Retype the listing that follows, exactly as written.

Records for processing below:

//! Actuator Layout Model
//!
//! Static map of actuator id to planar position. Built once at configuration
//! time and never mutated afterwards.

use super::geometry::Position;
use std::collections::BTreeMap;
use thiserror::Error;

/// Actuator address as wired on the controller bus.
pub type ActuatorId = u8;

#[derive(Debug, Clone, PartialEq, Error)]
pub enum LayoutError {
    #[error("Actuator {id} appears more than once in the layout")]
    DuplicateActuator { id: ActuatorId },

    #[error("Actuator {id} has a non-finite position {position}")]
    NonFinitePosition { id: ActuatorId, position: Position },

    #[error("Grid {rows}x{cols} does not fit actuator ids 0-255")]
    GridTooLarge { rows: usize, cols: usize },

    #[error("Grid spacing must be finite and > 0, got {0}")]
    InvalidSpacing(f64),
}

/// Immutable id -> position mapping, iterated in ascending id order.
#[derive(Debug, Clone, PartialEq)]
pub struct ActuatorLayout {
    positions: BTreeMap<ActuatorId, Position>,
}

impl ActuatorLayout {
    /// Build a layout, rejecting duplicate ids and non-finite coordinates.
    pub fn new<I>(entries: I) -> Result<Self, LayoutError>
    where
        I: IntoIterator<Item = (ActuatorId, Position)>,
    {
        let mut positions = BTreeMap::new();
        for (id, position) in entries {
            if !position.is_finite() {
                return Err(LayoutError::NonFinitePosition { id, position });
            }
            if positions.insert(id, position).is_some() {
                return Err(LayoutError::DuplicateActuator { id });
            }
        }
        Ok(Self { positions })
    }

    /// Boustrophedon grid: even rows run left to right, odd rows right to left,
    /// matching how the actuator chain is daisy-chained across the sleeve.
    ///
    /// `serpentine_grid(4, 4, 60.0)` yields rows `0 1 2 3 / 7 6 5 4 / 8 9 10 11 / 15 14 13 12`.
    pub fn serpentine_grid(rows: usize, cols: usize, spacing: f64) -> Result<Self, LayoutError> {
        if !spacing.is_finite() || spacing <= 0.0 {
            return Err(LayoutError::InvalidSpacing(spacing));
        }
        if rows.saturating_mul(cols) > usize::from(ActuatorId::MAX) + 1 {
            return Err(LayoutError::GridTooLarge { rows, cols });
        }

        let mut entries = Vec::with_capacity(rows * cols);
        for row in 0..rows {
            for col in 0..cols {
                let chain_col = if row % 2 == 0 { col } else { cols - 1 - col };
                let id = ActuatorId::try_from(row * cols + chain_col)
                    .map_err(|_| LayoutError::GridTooLarge { rows, cols })?;
                entries.push((id, Position::new(col as f64 * spacing, row as f64 * spacing)));
            }
        }
        Self::new(entries)
    }

    pub fn position(&self, id: ActuatorId) -> Option<Position> {
        self.positions.get(&id).copied()
    }

    /// Actuator whose stored position equals `target` exactly.
    pub fn actuator_at(&self, target: Position) -> Option<ActuatorId> {
        self.positions
            .iter()
            .find(|(_, &p)| p == target)
            .map(|(&id, _)| id)
    }

    pub fn contains(&self, id: ActuatorId) -> bool {
        self.positions.contains_key(&id)
    }

    pub fn ids(&self) -> impl Iterator<Item = ActuatorId> + '_ {
        self.positions.keys().copied()
    }

    pub fn iter(&self) -> impl Iterator<Item = (ActuatorId, Position)> + '_ {
        self.positions.iter().map(|(&id, &p)| (id, p))
    }

    pub fn len(&self) -> usize {
        self.positions.len()
    }

    pub fn is_empty(&self) -> bool {
        self.positions.is_empty()
    }
}
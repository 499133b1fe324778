//! Phantom Synthesis Tests
//!
//! Energy-model properties over real layouts: exact hits, intensity ratios,
//! and layouts that cannot triangulate.

use haptic_render::phantom::{shoelace_area, PhantomError, PhantomSynthesizer, TriangulationIndex};
use haptic_render::{ActuatorLayout, HapticRenderer, Position, RenderConfig};
use rand::rngs::StdRng;
use rand::{Rng, SeedableRng};

fn sleeve() -> (ActuatorLayout, TriangulationIndex) {
    let layout = ActuatorLayout::serpentine_grid(4, 4, 60.0).unwrap();
    let index = TriangulationIndex::build(&layout, 25.0);
    (layout, index)
}

#[test]
fn test_every_actuator_position_is_an_exact_hit() {
    let (layout, index) = sleeve();
    let synth = PhantomSynthesizer::new(&layout, &index, 0.1);
    for (id, position) in layout.iter() {
        let result = synth.synthesize(position, 0.42).unwrap();
        assert_eq!(result.len(), 1);
        let c = result.contributions()[0];
        assert_eq!(c.actuator, id);
        assert!((c.intensity - 0.42).abs() < 1e-12);
    }
}

#[test]
fn test_random_targets_follow_distance_ratio() {
    let (layout, index) = sleeve();
    let synth = PhantomSynthesizer::new(&layout, &index, 0.1);
    let mut rng = StdRng::seed_from_u64(2024);

    for _ in 0..500 {
        let target = Position::new(rng.gen_range(-20.0..200.0), rng.gen_range(-20.0..200.0));
        let intensity = rng.gen_range(0.0..1.0);
        let result = synth.synthesize(target, intensity).unwrap();
        if result.is_exact_hit() {
            continue;
        }

        assert_eq!(result.len(), 3);
        let c = result.contributions();
        assert!(c.iter().all(|c| (0.0..=1.0).contains(&c.intensity)));

        let d: Vec<f64> = c
            .iter()
            .map(|c| layout.position(c.actuator).unwrap().distance_to(target).max(0.1))
            .collect();
        for (i, j) in [(0, 1), (1, 2), (0, 2)] {
            if c[j].intensity == 0.0 {
                continue;
            }
            let observed = c[i].intensity / c[j].intensity;
            let expected = (d[j] / d[i]).sqrt();
            assert!(
                (observed - expected).abs() < 1e-9 * expected.max(1.0),
                "{target}: {observed} vs {expected}"
            );
        }
    }
}

#[test]
fn test_collinear_layout_has_empty_index() {
    let layout = ActuatorLayout::new([
        (0, Position::new(0.0, 0.0)),
        (1, Position::new(40.0, 0.0)),
        (2, Position::new(80.0, 0.0)),
    ])
    .unwrap();
    assert_eq!(
        shoelace_area(Position::new(0.0, 0.0), Position::new(40.0, 0.0), Position::new(80.0, 0.0)),
        0.0
    );

    let index = TriangulationIndex::build(&layout, 25.0);
    assert!(index.is_empty());

    let synth = PhantomSynthesizer::new(&layout, &index, 0.1);
    assert!(matches!(
        synth.synthesize(Position::new(20.0, 10.0), 0.5),
        Err(PhantomError::DegenerateLayout { actuators: 3 })
    ));
    // Exact hits still render without a triangle.
    assert!(synth.synthesize(Position::new(40.0, 0.0), 0.5).unwrap().is_exact_hit());
}

#[test]
fn test_two_actuator_layout_is_degenerate() {
    let layout = ActuatorLayout::new([(0, Position::new(0.0, 0.0)), (1, Position::new(60.0, 0.0))]).unwrap();
    let index = TriangulationIndex::build(&layout, 25.0);
    let synth = PhantomSynthesizer::new(&layout, &index, 0.1);
    assert!(matches!(
        synth.synthesize(Position::new(30.0, 30.0), 1.0),
        Err(PhantomError::DegenerateLayout { actuators: 2 })
    ));
}

#[test]
fn test_index_is_sorted_by_area() {
    let (_, index) = sleeve();
    assert!(index.triangles().windows(2).all(|w| w[0].area >= w[1].area));
    assert!(index.triangles().iter().all(|t| t.area >= index.min_area()));
}

#[test]
fn test_non_finite_input_is_rejected() {
    let renderer = HapticRenderer::from_config(&RenderConfig::default()).unwrap();
    assert!(matches!(
        renderer.synthesize(Position::new(f64::NAN, 1.0), 0.5),
        Err(PhantomError::NonFiniteTarget(_))
    ));
    assert!(matches!(
        renderer.synthesize(Position::new(10.0, 10.0), f64::INFINITY),
        Err(PhantomError::NonFiniteIntensity(_))
    ));
}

End of Records for processing.

→ Response:
//! Actuator Layout Model
//!
//! Static map of actuator id to planar position. Built once at configuration
//! time and never mutated afterwards.

use super::geometry::Position;
use std::collections::BTreeMap;
use thiserror::Error;

/// Actuator address as wired on the controller bus.
pub type ActuatorId = u8;

#[derive(Debug, Clone, PartialEq, Error)]
pub enum LayoutError {
    #[error("Actuator {id} appears more than once in the layout")]
    DuplicateActuator { id: ActuatorId },

    #[error("Actuator {id} has a non-finite position {position}")]
    NonFinitePosition { id: ActuatorId, position: Position },

    #[error("Grid {rows}x{cols} does not fit actuator ids 0-255")]
    GridTooLarge { rows: usize, cols: usize },

    #[error("Grid spacing must be finite and > 0, got {0}")]
    InvalidSpacing(f64),
}

/// Immutable id -> position mapping, iterated in ascending id order.
#[derive(Debug, Clone, PartialEq)]
pub struct ActuatorLayout {
    positions: BTreeMap<ActuatorId, Position>,
}

impl ActuatorLayout {
    /// Build a layout, rejecting duplicate ids and non-finite coordinates.
    pub fn new<I>(entries: I) -> Result<Self, LayoutError>
    where
        I: IntoIterator<Item = (ActuatorId, Position)>,
    {
        let mut positions = BTreeMap::new();
        for (id, position) in entries {
            if !position.is_finite() {
                return Err(LayoutError::NonFinitePosition { id, position });
            }
            if positions.insert(id, position).is_some() {
                return Err(LayoutError::DuplicateActuator { id });
            }
        }
        Ok(Self { positions })
    }

    /// Boustrophedon grid: even rows run left to right, odd rows right to left,
    /// matching how the actuator chain is daisy-chained across the sleeve.
    ///
    /// `serpentine_grid(4, 4, 60.0)` yields rows `0 1 2 3 / 7 6 5 4 / 8 9 10 11 / 15 14 13 12`.
    pub fn serpentine_grid(rows: usize, cols: usize, spacing: f64) -> Result<Self, LayoutError> {
        if !spacing.is_finite() || spacing <= 0.0 {
            return Err(LayoutError::InvalidSpacing(spacing));
        }
        if rows.saturating_mul(cols) > usize::from(ActuatorId::MAX) + 1 {
            return Err(LayoutError::GridTooLarge { rows, cols });
        }

        let mut entries = Vec::with_capacity(rows * cols);
        for row in 0..rows {
            for col in 0..cols {
                let chain_col = if row % 2 == 0 { col } else { cols - 1 - col };
                let id = ActuatorId::try_from(row * cols + chain_col)
                    .map_err(|_| LayoutError::GridTooLarge { rows, cols })?;
                entries.push((id, Position::new(col as f64 * spacing, row as f64 * spacing)));
            }
        }
        Self::new(entries)
    }

    pub fn position(&self, id: ActuatorId) -> Option<Position> {
        self.positions.get(&id).copied()
    }

    /// Actuator whose stored position equals `target` exactly.
    pub fn actuator_at(&self, target: Position) -> Option<ActuatorId> {
        self.positions
            .iter()
            .find(|(_, &p)| p == target)
            .map(|(&id, _)| id)
    }

    pub fn contains(&self, id: ActuatorId) -> bool {
        self.positions.contains_key(&id)
    }

    pub fn ids(&self) -> impl Iterator<Item = ActuatorId> + '_ {
        self.positions.keys().copied()
    }

    pub fn iter(&self) -> impl Iterator<Item = (ActuatorId, Position)> + '_ {
        self.positions.iter().map(|(&id, &p)| (id, p))
    }

    pub fn len(&self) -> usize {
        self.positions.len()
    }

    pub fn is_empty(&self) -> bool {
        self.positions.is_empty()
    }
}
repository 499133b1fe324778
//! Phantom Synthesis Tests
//!
//! Energy-model properties over real layouts: exact hits, intensity ratios,
//! and layouts that cannot triangulate.

use haptic_render::phantom::{shoelace_area, PhantomError, PhantomSynthesizer, TriangulationIndex};
use haptic_render::{ActuatorLayout, HapticRenderer, Position, RenderConfig};
use rand::rngs::StdRng;
use rand::{Rng, SeedableRng};

fn sleeve() -> (ActuatorLayout, TriangulationIndex) {
    let layout = ActuatorLayout::serpentine_grid(4, 4, 60.0).unwrap();
    let index = TriangulationIndex::build(&layout, 25.0);
    (layout, index)
}

#[test]
fn test_every_actuator_position_is_an_exact_hit() {
    let (layout, index) = sleeve();
    let synth = PhantomSynthesizer::new(&layout, &index, 0.1);
    for (id, position) in layout.iter() {
        let result = synth.synthesize(position, 0.42).unwrap();
        assert_eq!(result.len(), 1);
        let c = result.contributions()[0];
        assert_eq!(c.actuator, id);
        assert!((c.intensity - 0.42).abs() < 1e-12);
    }
}

#[test]
fn test_random_targets_follow_distance_ratio() {
    let (layout, index) = sleeve();
    let synth = PhantomSynthesizer::new(&layout, &index, 0.1);
    let mut rng = StdRng::seed_from_u64(2024);

    for _ in 0..500 {
        let target = Position::new(rng.gen_range(-20.0..200.0), rng.gen_range(-20.0..200.0));
        let intensity = rng.gen_range(0.0..1.0);
        let result = synth.synthesize(target, intensity).unwrap();
        if result.is_exact_hit() {
            continue;
        }

        assert_eq!(result.len(), 3);
        let c = result.contributions();
        assert!(c.iter().all(|c| (0.0..=1.0).contains(&c.intensity)));

        let d: Vec<f64> = c
            .iter()
            .map(|c| layout.position(c.actuator).unwrap().distance_to(target).max(0.1))
            .collect();
        for (i, j) in [(0, 1), (1, 2), (0, 2)] {
            if c[j].intensity == 0.0 {
                continue;
            }
            let observed = c[i].intensity / c[j].intensity;
            let expected = (d[j] / d[i]).sqrt();
            assert!(
                (observed - expected).abs() < 1e-9 * expected.max(1.0),
                "{target}: {observed} vs {expected}"
            );
        }
    }
}

#[test]
fn test_collinear_layout_has_empty_index() {
    let layout = ActuatorLayout::new([
        (0, Position::new(0.0, 0.0)),
        (1, Position::new(40.0, 0.0)),
        (2, Position::new(80.0, 0.0)),
    ])
    .unwrap();
    assert_eq!(
        shoelace_area(Position::new(0.0, 0.0), Position::new(40.0, 0.0), Position::new(80.0, 0.0)),
        0.0
    );

    let index = TriangulationIndex::build(&layout, 25.0);
    assert!(index.is_empty());

    let synth = PhantomSynthesizer::new(&layout, &index, 0.1);
    assert!(matches!(
        synth.synthesize(Position::new(20.0, 10.0), 0.5),
        Err(PhantomError::DegenerateLayout { actuators: 3 })
    ));
    // Exact hits still render without a triangle.
    assert!(synth.synthesize(Position::new(40.0, 0.0), 0.5).unwrap().is_exact_hit());
}

#[test]
fn test_two_actuator_layout_is_degenerate() {
    let layout = ActuatorLayout::new([(0, Position::new(0.0, 0.0)), (1, Position::new(60.0, 0.0))]).unwrap();
    let index = TriangulationIndex::build(&layout, 25.0);
    let synth = PhantomSynthesizer::new(&layout, &index, 0.1);
    assert!(matches!(
        synth.synthesize(Position::new(30.0, 30.0), 1.0),
        Err(PhantomError::DegenerateLayout { actuators: 2 })
    ));
}

#[test]
fn test_index_is_sorted_by_area() {
    let (_, index) = sleeve();
    assert!(index.triangles().windows(2).all(|w| w[0].area >= w[1].area));
    assert!(index.triangles().iter().all(|t| t.area >= index.min_area()));
}

#[test]
fn test_non_finite_input_is_rejected() {
    let renderer = HapticRenderer::from_config(&RenderConfig::default()).unwrap();
    assert!(matches!(
        renderer.synthesize(Position::new(f64::NAN, 1.0), 0.5),
        Err(PhantomError::NonFiniteTarget(_))
    ));
    assert!(matches!(
        renderer.synthesize(Position::new(10.0, 10.0), f64::INFINITY),
        Err(PhantomError::NonFiniteIntensity(_))
    ));
}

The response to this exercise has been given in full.